Stored data:
-*-*-
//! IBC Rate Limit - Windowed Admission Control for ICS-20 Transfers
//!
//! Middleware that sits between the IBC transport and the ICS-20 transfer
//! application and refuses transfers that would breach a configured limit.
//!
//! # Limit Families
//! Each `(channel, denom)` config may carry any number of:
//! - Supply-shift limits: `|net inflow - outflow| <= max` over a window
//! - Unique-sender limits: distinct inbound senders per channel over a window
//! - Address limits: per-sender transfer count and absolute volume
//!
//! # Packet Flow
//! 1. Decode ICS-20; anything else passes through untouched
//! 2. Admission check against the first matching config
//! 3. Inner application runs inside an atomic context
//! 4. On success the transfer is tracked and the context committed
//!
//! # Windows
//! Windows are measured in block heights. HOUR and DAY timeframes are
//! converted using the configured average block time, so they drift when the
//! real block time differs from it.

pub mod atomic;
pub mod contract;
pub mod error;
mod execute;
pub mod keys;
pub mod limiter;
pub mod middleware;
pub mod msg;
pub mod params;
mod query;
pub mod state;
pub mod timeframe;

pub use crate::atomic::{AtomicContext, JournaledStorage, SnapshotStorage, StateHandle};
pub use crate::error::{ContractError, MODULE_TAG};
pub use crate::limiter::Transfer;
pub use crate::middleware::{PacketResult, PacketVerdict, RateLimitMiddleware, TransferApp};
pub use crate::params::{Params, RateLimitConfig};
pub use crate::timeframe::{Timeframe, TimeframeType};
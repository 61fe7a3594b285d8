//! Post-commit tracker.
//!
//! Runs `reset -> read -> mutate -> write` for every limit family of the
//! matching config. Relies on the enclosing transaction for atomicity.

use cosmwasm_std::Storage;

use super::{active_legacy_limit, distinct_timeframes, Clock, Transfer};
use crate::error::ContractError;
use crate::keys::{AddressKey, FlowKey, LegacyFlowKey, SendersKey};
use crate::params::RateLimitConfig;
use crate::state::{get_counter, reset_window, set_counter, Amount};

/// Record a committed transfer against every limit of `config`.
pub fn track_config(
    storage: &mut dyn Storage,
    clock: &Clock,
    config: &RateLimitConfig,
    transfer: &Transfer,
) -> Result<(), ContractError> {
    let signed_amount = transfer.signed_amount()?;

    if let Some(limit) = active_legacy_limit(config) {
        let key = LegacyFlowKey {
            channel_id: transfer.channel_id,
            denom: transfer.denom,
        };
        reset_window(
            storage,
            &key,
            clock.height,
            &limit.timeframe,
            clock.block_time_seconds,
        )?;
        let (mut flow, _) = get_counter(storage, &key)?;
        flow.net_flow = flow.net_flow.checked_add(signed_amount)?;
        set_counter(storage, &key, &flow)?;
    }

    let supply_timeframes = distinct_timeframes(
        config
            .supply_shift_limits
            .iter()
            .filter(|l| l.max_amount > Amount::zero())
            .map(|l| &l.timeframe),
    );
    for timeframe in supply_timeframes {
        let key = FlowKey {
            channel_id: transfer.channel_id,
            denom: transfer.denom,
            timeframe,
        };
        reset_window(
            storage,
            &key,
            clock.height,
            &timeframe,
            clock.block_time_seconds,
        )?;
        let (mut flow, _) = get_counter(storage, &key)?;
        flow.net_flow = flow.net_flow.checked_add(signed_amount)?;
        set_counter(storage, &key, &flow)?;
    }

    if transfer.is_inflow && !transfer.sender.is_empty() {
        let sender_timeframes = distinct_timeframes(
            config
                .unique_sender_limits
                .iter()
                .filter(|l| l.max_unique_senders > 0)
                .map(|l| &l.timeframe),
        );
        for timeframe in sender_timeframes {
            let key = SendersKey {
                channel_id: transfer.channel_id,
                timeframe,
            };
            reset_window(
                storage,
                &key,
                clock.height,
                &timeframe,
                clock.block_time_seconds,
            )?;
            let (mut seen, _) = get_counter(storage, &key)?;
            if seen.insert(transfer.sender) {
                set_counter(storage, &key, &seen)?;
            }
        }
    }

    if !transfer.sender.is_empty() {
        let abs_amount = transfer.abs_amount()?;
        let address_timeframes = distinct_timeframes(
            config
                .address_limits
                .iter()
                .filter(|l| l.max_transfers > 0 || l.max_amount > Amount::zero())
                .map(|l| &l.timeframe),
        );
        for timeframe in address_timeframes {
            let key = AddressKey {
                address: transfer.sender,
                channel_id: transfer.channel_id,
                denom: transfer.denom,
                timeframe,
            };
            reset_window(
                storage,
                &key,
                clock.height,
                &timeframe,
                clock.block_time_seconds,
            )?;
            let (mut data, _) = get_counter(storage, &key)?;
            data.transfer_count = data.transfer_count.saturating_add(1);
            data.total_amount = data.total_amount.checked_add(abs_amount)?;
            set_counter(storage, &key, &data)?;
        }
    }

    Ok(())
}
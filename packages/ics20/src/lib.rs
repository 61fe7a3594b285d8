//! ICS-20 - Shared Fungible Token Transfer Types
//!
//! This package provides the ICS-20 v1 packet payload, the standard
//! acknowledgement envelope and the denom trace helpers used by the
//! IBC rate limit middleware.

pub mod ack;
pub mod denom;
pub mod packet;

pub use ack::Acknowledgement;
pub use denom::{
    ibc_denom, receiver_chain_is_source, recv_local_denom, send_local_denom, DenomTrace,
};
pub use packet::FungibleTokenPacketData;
-*-*-
• _What needs to be done_
Which lines above hold the string "crate"? Copy each of them.

• _Exercise solution_
pub use crate::atomic::{AtomicContext, JournaledStorage, SnapshotStorage, StateHandle};
pub use crate::error::{ContractError, MODULE_TAG};
pub use crate::limiter::Transfer;
pub use crate::middleware::{PacketResult, PacketVerdict, RateLimitMiddleware, TransferApp};
pub use crate::params::{Params, RateLimitConfig};
pub use crate::timeframe::{Timeframe, TimeframeType};
use crate::error::ContractError;
use crate::keys::{AddressKey, FlowKey, LegacyFlowKey, SendersKey};
use crate::params::RateLimitConfig;
use crate::state::{get_counter, reset_window, set_counter, Amount};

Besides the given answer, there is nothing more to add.